[Available records]
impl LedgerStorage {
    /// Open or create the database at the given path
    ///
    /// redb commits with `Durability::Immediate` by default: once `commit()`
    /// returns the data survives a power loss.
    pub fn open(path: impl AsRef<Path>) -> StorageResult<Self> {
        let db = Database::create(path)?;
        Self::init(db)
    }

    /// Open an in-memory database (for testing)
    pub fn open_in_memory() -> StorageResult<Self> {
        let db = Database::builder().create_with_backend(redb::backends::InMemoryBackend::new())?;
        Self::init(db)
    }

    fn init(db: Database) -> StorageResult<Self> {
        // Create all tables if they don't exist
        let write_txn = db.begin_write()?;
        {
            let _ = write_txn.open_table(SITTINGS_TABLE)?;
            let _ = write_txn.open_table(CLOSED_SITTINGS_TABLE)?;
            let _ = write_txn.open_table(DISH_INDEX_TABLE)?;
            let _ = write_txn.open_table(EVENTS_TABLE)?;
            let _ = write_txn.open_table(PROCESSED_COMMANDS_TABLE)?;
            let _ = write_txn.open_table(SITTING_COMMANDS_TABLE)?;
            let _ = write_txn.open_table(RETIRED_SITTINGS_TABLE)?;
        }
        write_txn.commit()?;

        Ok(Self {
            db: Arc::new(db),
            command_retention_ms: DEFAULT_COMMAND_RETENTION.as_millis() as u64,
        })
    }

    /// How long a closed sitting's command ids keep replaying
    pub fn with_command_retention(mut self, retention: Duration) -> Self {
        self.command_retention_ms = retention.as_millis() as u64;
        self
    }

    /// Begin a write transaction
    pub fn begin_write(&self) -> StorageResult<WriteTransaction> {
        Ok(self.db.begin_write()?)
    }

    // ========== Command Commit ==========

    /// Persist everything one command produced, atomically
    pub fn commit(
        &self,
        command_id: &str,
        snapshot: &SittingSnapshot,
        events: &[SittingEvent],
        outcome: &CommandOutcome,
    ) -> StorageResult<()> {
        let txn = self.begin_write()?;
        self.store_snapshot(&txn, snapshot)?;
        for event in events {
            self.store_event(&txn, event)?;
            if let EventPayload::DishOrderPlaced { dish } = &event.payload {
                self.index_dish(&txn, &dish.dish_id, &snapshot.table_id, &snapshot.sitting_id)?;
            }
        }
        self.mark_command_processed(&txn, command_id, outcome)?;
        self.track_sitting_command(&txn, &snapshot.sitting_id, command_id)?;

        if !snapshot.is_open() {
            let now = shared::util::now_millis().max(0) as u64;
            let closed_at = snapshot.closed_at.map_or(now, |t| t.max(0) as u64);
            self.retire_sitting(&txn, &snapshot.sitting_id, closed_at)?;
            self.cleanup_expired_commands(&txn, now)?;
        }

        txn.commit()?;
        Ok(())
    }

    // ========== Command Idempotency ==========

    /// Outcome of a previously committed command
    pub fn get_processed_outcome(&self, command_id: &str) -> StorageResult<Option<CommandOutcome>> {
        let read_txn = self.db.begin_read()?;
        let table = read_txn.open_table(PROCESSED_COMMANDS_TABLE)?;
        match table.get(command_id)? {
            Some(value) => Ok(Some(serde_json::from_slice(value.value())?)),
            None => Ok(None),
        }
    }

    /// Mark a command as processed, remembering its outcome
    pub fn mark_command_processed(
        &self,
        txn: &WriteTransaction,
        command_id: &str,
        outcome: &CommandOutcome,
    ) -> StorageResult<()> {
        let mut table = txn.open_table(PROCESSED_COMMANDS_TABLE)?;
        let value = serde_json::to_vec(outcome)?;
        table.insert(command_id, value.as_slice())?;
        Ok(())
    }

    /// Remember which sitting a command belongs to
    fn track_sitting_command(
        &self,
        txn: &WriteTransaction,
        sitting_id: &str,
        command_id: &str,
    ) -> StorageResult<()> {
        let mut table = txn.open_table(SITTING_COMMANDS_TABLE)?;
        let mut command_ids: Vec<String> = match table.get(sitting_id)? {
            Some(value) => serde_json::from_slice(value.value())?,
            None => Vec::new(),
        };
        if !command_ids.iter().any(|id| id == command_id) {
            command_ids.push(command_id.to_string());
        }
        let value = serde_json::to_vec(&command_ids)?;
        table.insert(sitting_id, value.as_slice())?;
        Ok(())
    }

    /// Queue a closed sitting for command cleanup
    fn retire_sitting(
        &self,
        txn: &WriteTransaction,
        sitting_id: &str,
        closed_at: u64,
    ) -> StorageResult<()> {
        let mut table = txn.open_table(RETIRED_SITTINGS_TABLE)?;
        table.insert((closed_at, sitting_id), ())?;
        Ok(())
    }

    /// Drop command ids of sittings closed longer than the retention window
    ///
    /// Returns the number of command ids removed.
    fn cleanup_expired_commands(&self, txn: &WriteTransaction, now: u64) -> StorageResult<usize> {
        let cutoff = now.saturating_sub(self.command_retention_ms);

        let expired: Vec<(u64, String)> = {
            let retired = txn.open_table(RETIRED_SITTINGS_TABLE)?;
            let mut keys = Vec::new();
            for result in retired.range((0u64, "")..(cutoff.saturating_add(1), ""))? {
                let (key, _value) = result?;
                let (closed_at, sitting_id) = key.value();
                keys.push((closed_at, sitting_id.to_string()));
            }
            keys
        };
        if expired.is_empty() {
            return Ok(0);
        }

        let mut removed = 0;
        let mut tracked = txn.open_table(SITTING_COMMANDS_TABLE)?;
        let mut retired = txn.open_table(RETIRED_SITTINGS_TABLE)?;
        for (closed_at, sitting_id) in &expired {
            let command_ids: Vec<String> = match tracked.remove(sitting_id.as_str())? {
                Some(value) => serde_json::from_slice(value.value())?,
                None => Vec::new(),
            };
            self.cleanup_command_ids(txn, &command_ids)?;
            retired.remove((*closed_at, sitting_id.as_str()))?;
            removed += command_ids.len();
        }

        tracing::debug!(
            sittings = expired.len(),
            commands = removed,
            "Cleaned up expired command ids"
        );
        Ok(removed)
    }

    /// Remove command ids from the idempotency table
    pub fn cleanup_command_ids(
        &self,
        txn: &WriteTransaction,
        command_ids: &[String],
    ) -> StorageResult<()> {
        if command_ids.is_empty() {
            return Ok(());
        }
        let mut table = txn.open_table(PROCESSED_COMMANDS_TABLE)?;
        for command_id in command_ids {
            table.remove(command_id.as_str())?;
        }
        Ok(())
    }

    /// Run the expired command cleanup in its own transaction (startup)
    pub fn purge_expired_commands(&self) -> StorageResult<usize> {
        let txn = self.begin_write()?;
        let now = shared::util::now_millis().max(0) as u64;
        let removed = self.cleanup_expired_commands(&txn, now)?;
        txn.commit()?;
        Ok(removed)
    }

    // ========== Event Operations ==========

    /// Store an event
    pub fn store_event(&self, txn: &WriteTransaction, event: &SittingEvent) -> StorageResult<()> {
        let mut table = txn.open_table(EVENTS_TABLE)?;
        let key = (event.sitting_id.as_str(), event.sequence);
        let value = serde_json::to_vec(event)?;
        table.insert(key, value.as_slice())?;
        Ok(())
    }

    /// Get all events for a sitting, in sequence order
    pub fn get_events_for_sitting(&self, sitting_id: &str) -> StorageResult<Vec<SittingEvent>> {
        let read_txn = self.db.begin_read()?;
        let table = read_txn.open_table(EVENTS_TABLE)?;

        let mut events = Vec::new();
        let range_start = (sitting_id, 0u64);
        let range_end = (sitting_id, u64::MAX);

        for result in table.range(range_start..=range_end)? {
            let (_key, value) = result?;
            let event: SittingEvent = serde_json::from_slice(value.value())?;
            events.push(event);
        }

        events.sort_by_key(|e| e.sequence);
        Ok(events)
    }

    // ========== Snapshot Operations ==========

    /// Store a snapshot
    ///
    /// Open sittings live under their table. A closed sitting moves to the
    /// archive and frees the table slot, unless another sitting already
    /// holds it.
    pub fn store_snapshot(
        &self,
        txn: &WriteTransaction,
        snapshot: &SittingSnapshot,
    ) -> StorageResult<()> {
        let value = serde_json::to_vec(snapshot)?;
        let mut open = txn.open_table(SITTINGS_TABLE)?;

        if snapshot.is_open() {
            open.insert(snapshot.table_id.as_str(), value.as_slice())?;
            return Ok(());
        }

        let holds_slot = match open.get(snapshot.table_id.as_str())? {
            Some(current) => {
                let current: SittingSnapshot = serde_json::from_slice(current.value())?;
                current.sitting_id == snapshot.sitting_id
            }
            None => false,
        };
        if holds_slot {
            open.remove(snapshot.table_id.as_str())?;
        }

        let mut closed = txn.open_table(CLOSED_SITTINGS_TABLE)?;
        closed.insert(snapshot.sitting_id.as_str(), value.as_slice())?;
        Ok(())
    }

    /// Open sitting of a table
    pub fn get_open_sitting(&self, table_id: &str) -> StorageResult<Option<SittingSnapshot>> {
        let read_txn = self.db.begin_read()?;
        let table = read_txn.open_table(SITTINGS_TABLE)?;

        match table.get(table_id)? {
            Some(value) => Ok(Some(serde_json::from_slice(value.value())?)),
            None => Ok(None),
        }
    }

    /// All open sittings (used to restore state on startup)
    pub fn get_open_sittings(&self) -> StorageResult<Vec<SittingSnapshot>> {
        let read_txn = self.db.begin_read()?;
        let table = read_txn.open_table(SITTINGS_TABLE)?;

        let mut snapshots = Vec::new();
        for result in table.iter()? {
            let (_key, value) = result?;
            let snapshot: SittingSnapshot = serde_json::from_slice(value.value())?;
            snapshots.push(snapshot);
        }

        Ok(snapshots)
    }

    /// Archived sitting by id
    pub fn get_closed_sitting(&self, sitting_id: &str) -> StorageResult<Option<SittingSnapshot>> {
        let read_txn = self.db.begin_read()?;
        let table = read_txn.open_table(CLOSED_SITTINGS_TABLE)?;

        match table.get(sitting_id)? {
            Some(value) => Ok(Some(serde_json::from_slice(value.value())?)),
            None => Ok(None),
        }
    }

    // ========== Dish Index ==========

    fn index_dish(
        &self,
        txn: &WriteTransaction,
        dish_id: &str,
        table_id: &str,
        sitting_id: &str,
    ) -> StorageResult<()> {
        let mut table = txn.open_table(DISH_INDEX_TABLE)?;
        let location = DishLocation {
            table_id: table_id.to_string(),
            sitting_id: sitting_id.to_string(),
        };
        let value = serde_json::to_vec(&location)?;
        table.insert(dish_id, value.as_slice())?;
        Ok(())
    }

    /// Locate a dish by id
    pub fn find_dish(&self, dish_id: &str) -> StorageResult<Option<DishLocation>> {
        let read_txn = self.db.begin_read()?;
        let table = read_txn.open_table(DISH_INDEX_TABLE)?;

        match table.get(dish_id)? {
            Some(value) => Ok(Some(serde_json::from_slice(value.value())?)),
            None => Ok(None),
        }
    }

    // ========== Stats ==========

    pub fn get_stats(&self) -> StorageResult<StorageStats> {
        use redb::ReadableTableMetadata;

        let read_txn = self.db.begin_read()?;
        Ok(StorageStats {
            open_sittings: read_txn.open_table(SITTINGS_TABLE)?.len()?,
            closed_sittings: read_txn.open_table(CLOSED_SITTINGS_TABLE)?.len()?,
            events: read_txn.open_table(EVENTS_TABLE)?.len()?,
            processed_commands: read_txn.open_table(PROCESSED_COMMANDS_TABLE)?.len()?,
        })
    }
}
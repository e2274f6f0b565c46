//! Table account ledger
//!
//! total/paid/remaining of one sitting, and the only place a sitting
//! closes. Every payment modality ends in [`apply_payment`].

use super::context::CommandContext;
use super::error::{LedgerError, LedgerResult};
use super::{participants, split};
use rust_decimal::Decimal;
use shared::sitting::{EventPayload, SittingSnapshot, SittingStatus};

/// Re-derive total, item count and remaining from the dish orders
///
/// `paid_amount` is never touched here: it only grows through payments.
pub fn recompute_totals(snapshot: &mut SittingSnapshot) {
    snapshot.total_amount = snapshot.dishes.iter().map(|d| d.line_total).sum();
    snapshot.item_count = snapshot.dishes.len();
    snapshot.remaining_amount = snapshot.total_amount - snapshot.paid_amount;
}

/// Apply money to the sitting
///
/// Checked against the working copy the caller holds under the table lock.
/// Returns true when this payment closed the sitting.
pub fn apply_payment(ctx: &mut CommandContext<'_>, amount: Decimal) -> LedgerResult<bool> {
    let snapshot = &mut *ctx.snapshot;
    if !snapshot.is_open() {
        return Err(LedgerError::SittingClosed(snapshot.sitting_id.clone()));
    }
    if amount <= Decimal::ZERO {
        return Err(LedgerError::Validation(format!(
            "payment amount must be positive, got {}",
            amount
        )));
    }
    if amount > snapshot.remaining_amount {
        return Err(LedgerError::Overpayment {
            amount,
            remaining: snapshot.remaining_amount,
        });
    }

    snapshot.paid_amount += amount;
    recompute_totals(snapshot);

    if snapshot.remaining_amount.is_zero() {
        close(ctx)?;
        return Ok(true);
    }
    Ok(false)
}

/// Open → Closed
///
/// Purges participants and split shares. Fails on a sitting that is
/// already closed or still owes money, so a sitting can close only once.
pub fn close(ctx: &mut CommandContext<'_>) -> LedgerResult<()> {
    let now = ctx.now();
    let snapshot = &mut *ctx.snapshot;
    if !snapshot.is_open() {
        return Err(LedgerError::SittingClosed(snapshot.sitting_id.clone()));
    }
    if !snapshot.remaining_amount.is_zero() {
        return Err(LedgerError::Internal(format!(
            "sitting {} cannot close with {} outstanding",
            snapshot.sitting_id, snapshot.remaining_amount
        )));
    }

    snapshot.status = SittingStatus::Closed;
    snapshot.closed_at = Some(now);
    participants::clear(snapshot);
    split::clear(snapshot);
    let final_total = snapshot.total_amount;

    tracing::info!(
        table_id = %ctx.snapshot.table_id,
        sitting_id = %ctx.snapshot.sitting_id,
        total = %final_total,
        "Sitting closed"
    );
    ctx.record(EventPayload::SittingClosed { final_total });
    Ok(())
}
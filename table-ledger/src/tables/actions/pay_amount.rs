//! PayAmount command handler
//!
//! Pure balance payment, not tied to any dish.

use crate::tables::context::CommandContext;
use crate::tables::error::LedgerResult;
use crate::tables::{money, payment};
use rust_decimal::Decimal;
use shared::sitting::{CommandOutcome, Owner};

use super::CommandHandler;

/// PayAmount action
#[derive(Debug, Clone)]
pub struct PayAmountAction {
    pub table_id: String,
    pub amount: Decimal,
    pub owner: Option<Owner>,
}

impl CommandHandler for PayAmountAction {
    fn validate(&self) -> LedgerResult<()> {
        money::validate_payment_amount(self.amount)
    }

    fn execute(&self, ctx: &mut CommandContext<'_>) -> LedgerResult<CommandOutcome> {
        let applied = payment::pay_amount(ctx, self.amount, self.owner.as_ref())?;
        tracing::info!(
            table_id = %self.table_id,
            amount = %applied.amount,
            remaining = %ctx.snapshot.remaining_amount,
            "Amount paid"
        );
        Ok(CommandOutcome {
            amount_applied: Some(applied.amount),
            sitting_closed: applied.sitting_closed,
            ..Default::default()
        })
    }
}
[/Available records]
Reproduce the entries exactly, starting at their first line and stopping after the line with "if let EventPayload::DishOrderPlaced".

> **Solution to the exercise**
impl LedgerStorage {
    /// Open or create the database at the given path
    ///
    /// redb commits with `Durability::Immediate` by default: once `commit()`
    /// returns the data survives a power loss.
    pub fn open(path: impl AsRef<Path>) -> StorageResult<Self> {
        let db = Database::create(path)?;
        Self::init(db)
    }

    /// Open an in-memory database (for testing)
    pub fn open_in_memory() -> StorageResult<Self> {
        let db = Database::builder().create_with_backend(redb::backends::InMemoryBackend::new())?;
        Self::init(db)
    }

    fn init(db: Database) -> StorageResult<Self> {
        // Create all tables if they don't exist
        let write_txn = db.begin_write()?;
        {
            let _ = write_txn.open_table(SITTINGS_TABLE)?;
            let _ = write_txn.open_table(CLOSED_SITTINGS_TABLE)?;
            let _ = write_txn.open_table(DISH_INDEX_TABLE)?;
            let _ = write_txn.open_table(EVENTS_TABLE)?;
            let _ = write_txn.open_table(PROCESSED_COMMANDS_TABLE)?;
            let _ = write_txn.open_table(SITTING_COMMANDS_TABLE)?;
            let _ = write_txn.open_table(RETIRED_SITTINGS_TABLE)?;
        }
        write_txn.commit()?;

        Ok(Self {
            db: Arc::new(db),
            command_retention_ms: DEFAULT_COMMAND_RETENTION.as_millis() as u64,
        })
    }

    /// How long a closed sitting's command ids keep replaying
    pub fn with_command_retention(mut self, retention: Duration) -> Self {
        self.command_retention_ms = retention.as_millis() as u64;
        self
    }

    /// Begin a write transaction
    pub fn begin_write(&self) -> StorageResult<WriteTransaction> {
        Ok(self.db.begin_write()?)
    }

    // ========== Command Commit ==========

    /// Persist everything one command produced, atomically
    pub fn commit(
        &self,
        command_id: &str,
        snapshot: &SittingSnapshot,
        events: &[SittingEvent],
        outcome: &CommandOutcome,
    ) -> StorageResult<()> {
        let txn = self.begin_write()?;
        self.store_snapshot(&txn, snapshot)?;
        for event in events {
            self.store_event(&txn, event)?;
            if let EventPayload::DishOrderPlaced { dish } = &event.payload {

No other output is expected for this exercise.